It is particularly advantageous when the mass element is arranged to rotate at higher
speed than the rider roll. Increasing the rotational speed of the mass element the
kinetic energy may be increased without increasing the moment of inertia of the mass
element of the vibration damper.
[0042] The gear ratio should in practice be as big as possible given that the flexibility
of the transmission, e.g. a belt will not disturb or dominate the operation. The mass
moment of inertia increases with square of the gear ratio.
[0043] Thus according to an embodiment of the invention the rotational speed of the mass
element is arranged to increase in response to the web roll diameter.

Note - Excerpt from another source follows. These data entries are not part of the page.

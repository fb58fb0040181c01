//! Differ - Compare desired state with current state to generate a Plan
//!
//! Compares the "desired state" declared in the configuration file with the
//! "current state" fetched from the Provider, and generates a list of
//! required Effects (Plan).

use std::collections::HashMap;

use crate::effect::Effect;
use crate::plan::Plan;
use crate::resource::{Resource, ResourceId, State, Value};
use crate::schema::ResourceSchema;

/// Result of a diff operation
#[derive(Debug, Clone, PartialEq)]
pub enum Diff {
    /// Resource does not exist -> needs creation
    Create(Resource),
    /// Resource exists with differences -> needs update
    Update {
        id: ResourceId,
        from: State,
        to: Resource,
        changed_attributes: Vec<String>,
    },
    /// A changed attribute cannot be updated in place -> delete and create
    Replace {
        from: State,
        to: Resource,
        changed_attributes: Vec<String>,
    },
    /// Resource exists with no differences -> no action needed
    NoChange(ResourceId),
}

impl Diff {
    /// Returns whether this Diff involves a change
    pub fn is_change(&self) -> bool {
        !matches!(self, Diff::NoChange(_))
    }
}

/// Compare desired state with current state to compute a Diff
pub fn diff(desired: &Resource, current: &State, schema: Option<&ResourceSchema>) -> Diff {
    if !current.exists {
        return Diff::Create(desired.clone());
    }

    let mut changed = find_changed_attributes(&desired.attributes, current);
    if let Some(schema) = schema {
        changed.retain(|name| !schema.attributes.get(name).is_some_and(|attr| attr.write_only));
    }

    if changed.is_empty() {
        return Diff::NoChange(desired.id.clone());
    }

    let force_new = schema.is_some_and(|schema| {
        changed.iter().any(|name| {
            schema
                .attributes
                .get(name)
                .is_some_and(|attr| attr.force_new)
        })
    });

    if force_new {
        Diff::Replace {
            from: current.clone(),
            to: desired.clone(),
            changed_attributes: changed,
        }
    } else {
        Diff::Update {
            id: desired.id.clone(),
            from: current.clone(),
            to: desired.clone(),
            changed_attributes: changed,
        }
    }
}

/// Find changed attributes between desired and current state
///
/// An absent value equals a zero value. Attributes the configuration no
/// longer declares are reported when the current state still holds a value
/// for them and they were declared before.
fn find_changed_attributes(desired: &HashMap<String, Value>, current: &State) -> Vec<String> {
    let mut changed = Vec::new();

    for (key, desired_value) in desired {
        let desired_value = Some(desired_value).filter(|v| !v.is_zero());
        let current_value = current.attributes.get(key).filter(|v| !v.is_zero());
        if desired_value != current_value {
            changed.push(key.clone());
        }
    }

    for (key, current_value) in &current.attributes {
        if !desired.contains_key(key) && !current_value.is_zero() && current.is_declared(key) {
            changed.push(key.clone());
        }
    }

    changed.sort();
    changed
}

/// Compute Diff for multiple resources and generate a Plan
///
/// Resources present in `current_states` but no longer declared are deleted.
pub fn create_plan(
    desired: &[Resource],
    current_states: &HashMap<ResourceId, State>,
    schemas: &HashMap<String, ResourceSchema>,
) -> Plan {
    let mut plan = Plan::new();

    for resource in desired {
        let current = current_states
            .get(&resource.id)
            .cloned()
            .unwrap_or_else(|| State::not_found(resource.id.clone()));

        match diff(resource, &current, schemas.get(&resource.id.resource_type)) {
            Diff::Create(r) => plan.add(Effect::Create(r)),
            Diff::Update { id, from, to, .. } => {
                plan.add(Effect::Update { id, from, to });
            }
            Diff::Replace { from, to, .. } => {
                if let Some(identifier) = from.identifier.clone() {
                    plan.add(Effect::Delete {
                        id: from.id.clone(),
                        identifier,
                    });
                }
                plan.add(Effect::Create(to));
            }
            Diff::NoChange(_) => {}
        }
    }

    let mut orphans: Vec<&State> = current_states
        .values()
        .filter(|state| state.exists && !desired.iter().any(|r| r.id == state.id))
        .collect();
    orphans.sort_by(|a, b| {
        (&a.id.resource_type, &a.id.name).cmp(&(&b.id.resource_type, &b.id.name))
    });

    for state in orphans {
        if let Some(identifier) = &state.identifier {
            plan.add(Effect::Delete {
                id: state.id.clone(),
                identifier: identifier.clone(),
            });
        }
    }

    plan
}

#[cfg(test)]
mod tests {
    use super::*;
    use crate::schema::{AttributeSchema, AttributeType};

    fn existing(name: &str, attrs: &[(&str, Value)]) -> State {
        let attributes = attrs
            .iter()
            .map(|(k, v)| (k.to_string(), v.clone()))
            .collect();
        State::existing(ResourceId::new("spotinst_elastigroup_aws", name), attributes)
            .with_identifier(format!("sig-{}", name))
    }

    #[test]
    fn diff_create_when_not_exists() {
        let desired = Resource::new("spotinst_elastigroup_aws", "web");
        let current = State::not_found(ResourceId::new("spotinst_elastigroup_aws", "web"));

        let result = diff(&desired, &current, None);
        assert!(matches!(result, Diff::Create(_)));
    }

    #[test]
    fn diff_no_change_when_same() {
        let desired = Resource::new("spotinst_elastigroup_aws", "web")
            .with_attribute("region", "us-west-2")
            .with_attribute("min_size", Value::Int(0));
        let current = existing("web", &[("region", Value::from("us-west-2"))]);

        let result = diff(&desired, &current, None);
        assert!(matches!(result, Diff::NoChange(_)));
    }

    #[test]
    fn diff_update_when_different() {
        let desired =
            Resource::new("spotinst_elastigroup_aws", "web").with_attribute("max_size", Value::Int(3));
        let current = existing("web", &[("max_size", Value::Int(1))]);

        match diff(&desired, &current, None) {
            Diff::Update {
                changed_attributes, ..
            } => {
                assert_eq!(changed_attributes, vec!["max_size".to_string()]);
            }
            other => panic!("Expected Update, got {:?}", other),
        }
    }

    #[test]
    fn diff_replace_when_force_new_attribute_changes() {
        let schema = ResourceSchema::new("spotinst_elastigroup_aws")
            .attribute(AttributeSchema::new("capacity_unit", AttributeType::String).force_new());
        let desired = Resource::new("spotinst_elastigroup_aws", "web")
            .with_attribute("capacity_unit", "weight");
        let current = existing("web", &[("capacity_unit", Value::from("instance"))]);

        assert!(matches!(
            diff(&desired, &current, Some(&schema)),
            Diff::Replace { .. }
        ));
    }

    #[test]
    fn diff_update_when_declared_attribute_is_removed() {
        let desired = Resource::new("spotinst_elastigroup_aws", "web").with_attribute("name", "eg");
        let current = existing(
            "web",
            &[
                ("name", Value::from("eg")),
                ("elastic_ips", Value::from(vec!["eip-1"])),
            ],
        );

        match diff(&desired, &current, None) {
            Diff::Update {
                changed_attributes, ..
            } => assert_eq!(changed_attributes, vec!["elastic_ips".to_string()]),
            other => panic!("Expected Update, got {:?}", other),
        }
    }

    #[test]
    fn diff_ignores_attributes_never_declared() {
        let desired = Resource::new("spotinst_elastigroup_aws", "web").with_attribute("name", "eg");
        let current = existing(
            "web",
            &[
                ("name", Value::from("eg")),
                ("health_check_type", Value::from("EC2")),
                ("tags", Value::List(vec![])),
            ],
        )
        .with_declared(["name"]);

        assert!(matches!(diff(&desired, &current, None), Diff::NoChange(_)));
    }

    #[test]
    fn diff_reports_each_removed_declared_attribute() {
        let desired = Resource::new("spotinst_elastigroup_aws", "web").with_attribute("name", "eg");
        let current = existing(
            "web",
            &[
                ("name", Value::from("eg")),
                ("description", Value::from("old")),
                ("ondemand_count", Value::Int(2)),
                ("health_check_type", Value::from("EC2")),
            ],
        )
        .with_declared(["name", "description", "ondemand_count"]);

        match diff(&desired, &current, None) {
            Diff::Update {
                changed_attributes, ..
            } => assert_eq!(
                changed_attributes,
                vec!["description".to_string(), "ondemand_count".to_string()]
            ),
            other => panic!("Expected Update, got {:?}", other),
        }
    }

    #[test]
    fn removing_force_new_attribute_replaces() {
        let schema = ResourceSchema::new("spotinst_elastigroup_aws")
            .attribute(AttributeSchema::new("capacity_unit", AttributeType::String).force_new());
        let desired = Resource::new("spotinst_elastigroup_aws", "web");
        let current = existing("web", &[("capacity_unit", Value::from("weight"))])
            .with_declared(["capacity_unit"]);

        assert!(matches!(
            diff(&desired, &current, Some(&schema)),
            Diff::Replace { .. }
        ));
    }

    #[test]
    fn write_only_attributes_are_not_compared() {
        let schema = ResourceSchema::new("spotinst_elastigroup_aws_beanstalk").attribute(
            AttributeSchema::new("beanstalk_environment_name", AttributeType::String)
                .force_new()
                .write_only(),
        );
        let desired = Resource::new("spotinst_elastigroup_aws_beanstalk", "web")
            .with_attribute("beanstalk_environment_name", "web-env");
        let current = existing("web", &[]);

        assert!(matches!(
            diff(&desired, &current, Some(&schema)),
            Diff::NoChange(_)
        ));
    }

    #[test]
    fn create_plan_from_resources() {
        let resources = vec![
            Resource::new("spotinst_elastigroup_aws", "new-group"),
            Resource::new("spotinst_elastigroup_aws", "existing-group")
                .with_attribute("fallback_to_ondemand", true),
        ];

        let mut current_states = HashMap::new();
        current_states.insert(
            ResourceId::new("spotinst_elastigroup_aws", "existing-group"),
            existing(
                "existing-group",
                &[("fallback_to_ondemand", Value::Bool(false))],
            ),
        );
        current_states.insert(
            ResourceId::new("spotinst_elastigroup_aws", "removed-group"),
            existing("removed-group", &[]),
        );

        let plan = create_plan(&resources, &current_states, &HashMap::new());

        assert_eq!(plan.effects().len(), 3);
        assert!(matches!(plan.effects()[0], Effect::Create(_)));
        assert!(matches!(plan.effects()[1], Effect::Update { .. }));
        assert!(matches!(
            &plan.effects()[2],
            Effect::Delete { identifier, .. } if identifier == "sig-removed-group"
        ));
    }
}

[0044] As an example, if the mass has a certain weight (or moment of inertia), its effect
to the kinetic energy of the rotating mass element may be increased by square by increasing
its rotational speed. Thus the rider roll may prevent more efficiently the machine
directional concurrent vibration of the web roll via tangential force interaction
between the rider roll 30 and set 25' of the web rolls 25.

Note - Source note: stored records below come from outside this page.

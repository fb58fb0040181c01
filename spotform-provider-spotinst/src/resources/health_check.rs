//! spotinst_health_check

use spotform_core::data::ResourceData;
use spotform_core::expand::{BlockBuilder, block, flattened};
use spotform_core::field::{FieldDescriptor, FieldError, FieldRegistry, FieldResult, RegistryError};
use spotform_core::resource::Value;
use spotform_core::schema::{AttributeSchema, AttributeType, BlockSchema, types};
use spotform_core::wrapper::Handle;

use super::{IAM_PROFILE_NOT_READY, ResourceConfig};
use crate::models::health_check::{Check, HealthCheck};

pub const CONFIG: ResourceConfig = ResourceConfig {
    type_name: "spotinst_health_check",
    label: "HealthCheck",
    not_found_code: "HEALTH_CHECK_DOESNT_EXIST",
    retry_on: Some(IAM_PROFILE_NOT_READY),
    description: "Health check probing a resource through a proxy",
};

const AFFINITY: &str = "health_check";

pub const NAME: &str = "name";
pub const RESOURCE_ID: &str = "resource_id";
pub const PROXY_ADDRESS: &str = "proxy_address";
pub const PROXY_PORT: &str = "proxy_port";
pub const CHECK: &str = "check";

const PROTOCOL: &str = "protocol";
const ENDPOINT: &str = "endpoint";
const PORT: &str = "port";
const INTERVAL: &str = "interval";
const TIMEOUT: &str = "timeout";
const HEALTHY: &str = "healthy";
const UNHEALTHY: &str = "unhealthy";

pub fn fields() -> Result<FieldRegistry<HealthCheck>, RegistryError> {
    let mut fields = FieldRegistry::new();

    fields.register(
        FieldDescriptor::new(AFFINITY, AttributeSchema::new(NAME, AttributeType::String))
            .on_read(|hc: &HealthCheck, data| {
                data.set_opt(NAME, hc.name.clone());
                Ok(())
            })
            .on_create(write_name)
            .on_update(write_name),
    )?;

    fields.register(
        FieldDescriptor::new(
            AFFINITY,
            AttributeSchema::new(RESOURCE_ID, AttributeType::String).required(),
        )
        .on_read(|hc: &HealthCheck, data| {
            data.set_opt(RESOURCE_ID, hc.resource_id.clone());
            Ok(())
        })
        .on_create(write_resource_id)
        .on_update(write_resource_id),
    )?;

    fields.register(
        FieldDescriptor::new(
            AFFINITY,
            AttributeSchema::new(PROXY_ADDRESS, AttributeType::String).required(),
        )
        .on_read(|hc: &HealthCheck, data| {
            data.set_opt(PROXY_ADDRESS, hc.proxy_address.clone());
            Ok(())
        })
        .on_create(write_proxy_address)
        .on_update(write_proxy_address),
    )?;

    fields.register(
        FieldDescriptor::new(AFFINITY, AttributeSchema::new(PROXY_PORT, types::positive_int()))
            .on_read(|hc: &HealthCheck, data| {
                data.set_opt(PROXY_PORT, hc.proxy_port);
                Ok(())
            })
            .on_create(write_proxy_port)
            .on_update(write_proxy_port),
    )?;

    fields.register(
        FieldDescriptor::new(
            AFFINITY,
            AttributeSchema::new(
                CHECK,
                AttributeType::Block(
                    BlockSchema::new()
                        .attribute(
                            AttributeSchema::new(PROTOCOL, types::one_of(&["http", "https", "tcp"]))
                                .required(),
                        )
                        .attribute(AttributeSchema::new(ENDPOINT, AttributeType::String))
                        .attribute(AttributeSchema::new(PORT, types::positive_int()).required())
                        .attribute(AttributeSchema::new(INTERVAL, types::positive_int()).required())
                        .attribute(AttributeSchema::new(TIMEOUT, types::positive_int()).required())
                        .attribute(AttributeSchema::new(HEALTHY, types::positive_int()))
                        .attribute(AttributeSchema::new(UNHEALTHY, types::positive_int()))
                        .max_items(1),
                ),
            )
            .required(),
        )
        .on_read(|hc: &HealthCheck, data| {
            let entry = hc.check.as_ref().map(flatten_check);
            data.set_opt(CHECK, flattened(entry.into_iter().collect()));
            Ok(())
        })
        .on_create(write_check)
        .on_update(write_check),
    )?;

    Ok(fields)
}

fn write_name(hc: &mut Handle<HealthCheck>, data: &ResourceData) -> FieldResult<()> {
    hc.name = data.get_string(NAME)?;
    Ok(())
}

fn write_resource_id(hc: &mut Handle<HealthCheck>, data: &ResourceData) -> FieldResult<()> {
    hc.resource_id = data.get_string(RESOURCE_ID)?;
    Ok(())
}

fn write_proxy_address(hc: &mut Handle<HealthCheck>, data: &ResourceData) -> FieldResult<()> {
    hc.proxy_address = data.get_string(PROXY_ADDRESS)?;
    Ok(())
}

fn write_proxy_port(hc: &mut Handle<HealthCheck>, data: &ResourceData) -> FieldResult<()> {
    hc.proxy_port = data.get_positive_int(PROXY_PORT)?;
    Ok(())
}

fn write_check(hc: &mut Handle<HealthCheck>, data: &ResourceData) -> FieldResult<()> {
    let Some(entry) = block(data, CHECK)? else {
        return Ok(());
    };
    let protocol = entry
        .string(PROTOCOL)
        .ok_or_else(|| FieldError::missing(CHECK, PROTOCOL))?;

    *hc.check_mut() = Check {
        protocol: Some(protocol),
        endpoint: entry.string(ENDPOINT),
        port: entry.positive_int(PORT),
        interval: entry.positive_int(INTERVAL),
        timeout: entry.positive_int(TIMEOUT),
        healthy: entry.positive_int(HEALTHY),
        unhealthy: entry.positive_int(UNHEALTHY),
    };
    Ok(())
}

fn flatten_check(check: &Check) -> Value {
    BlockBuilder::new()
        .set(PROTOCOL, check.protocol.clone())
        .set(ENDPOINT, check.endpoint.clone())
        .set(PORT, check.port)
        .set(INTERVAL, check.interval)
        .set(TIMEOUT, check.timeout)
        .set(HEALTHY, check.healthy)
        .set(UNHEALTHY, check.unhealthy)
        .build()
}

#[cfg(test)]
mod tests {
    use super::*;
    use spotform_core::wrapper::ResourceWrapper;
    use std::collections::HashMap;

    fn wrapper() -> ResourceWrapper<HealthCheck> {
        ResourceWrapper::new(CONFIG.type_name, fields().unwrap()).unwrap()
    }

    fn config(interval: i64) -> HashMap<String, Value> {
        let check = BlockBuilder::new()
            .set(PROTOCOL, Some("http"))
            .set(ENDPOINT, Some("/health"))
            .set(PORT, Some(80i64))
            .set(INTERVAL, Some(interval))
            .set(TIMEOUT, Some(5i64))
            .build();

        let mut attrs = HashMap::new();
        attrs.insert(NAME.to_string(), Value::from("hc-web"));
        attrs.insert(RESOURCE_ID.to_string(), Value::from("sig-1234"));
        attrs.insert(PROXY_ADDRESS.to_string(), Value::from("http://proxy.example.com"));
        attrs.insert(PROXY_PORT.to_string(), Value::Int(80));
        attrs.insert(CHECK.to_string(), Value::List(vec![check]));
        attrs
    }

    #[test]
    fn check_block_round_trips() {
        let wrapper = wrapper();
        let hc = wrapper
            .on_create(None, &ResourceData::new(config(10)))
            .unwrap();
        assert_eq!(hc.check.as_ref().and_then(|c| c.protocol.as_deref()), Some("http"));

        let mut state = ResourceData::for_read("hc-1");
        wrapper.on_read(&hc, &mut state).unwrap();
        assert_eq!(state.into_attributes(), config(10));
    }

    #[test]
    fn update_rewrites_whole_check() {
        let data = ResourceData::for_update("hc-1", config(10), config(30));
        let (changed, hc) = wrapper().on_update(&data).unwrap();

        assert!(changed);
        let check = hc.check.unwrap();
        assert_eq!(check.interval, Some(30));
        assert_eq!(check.port, Some(80));
        assert!(hc.name.is_none());
    }
}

[0045] Even if not shown, the power transmission coupling may be realized also by different
kinds of gear or surface drive devices.The weight of the mass element may be of the
same magnitude as the rider roll.
[0046] In figure 5 there is shown an embodiment of the invention in which the vibration
damper 40 is also arranged inside the rider roll beam 35 of the winder. The coupling
system44 comprises a belt drive coupling 50 as the power transmission system. The
belt drive coupling comprises a first belt wheel 51 connected to the rider roll 30.
The first belt wheel is nonadjustable i.e. its diameter is fixed. The second belt
wheel 52 connected to drive the mass element 42 is adjustable such that its effective
diameter may be changed during the operation and thus the transmission ratio of the
belt drive coupling may be changed. The second wheel may comprise means for changing
the distance between the opposing inner surfaces of the wheel which, given that the
belt has fixed width, changes the radial contact distance of the belt. A belt 53 is
connecting the first and the second belt wheels.
[0047] In figure 6 there is shown an embodiment of the invention in which the mass element
of the vibration damper comprises a friction damper 60. The friction damper may be
attached in connection with a separate mass element 42, as is the case in figure 6.The
friction damper may also be constructed to be in integral part of the mass element
or it may be the mass element by selecting its the weight properly.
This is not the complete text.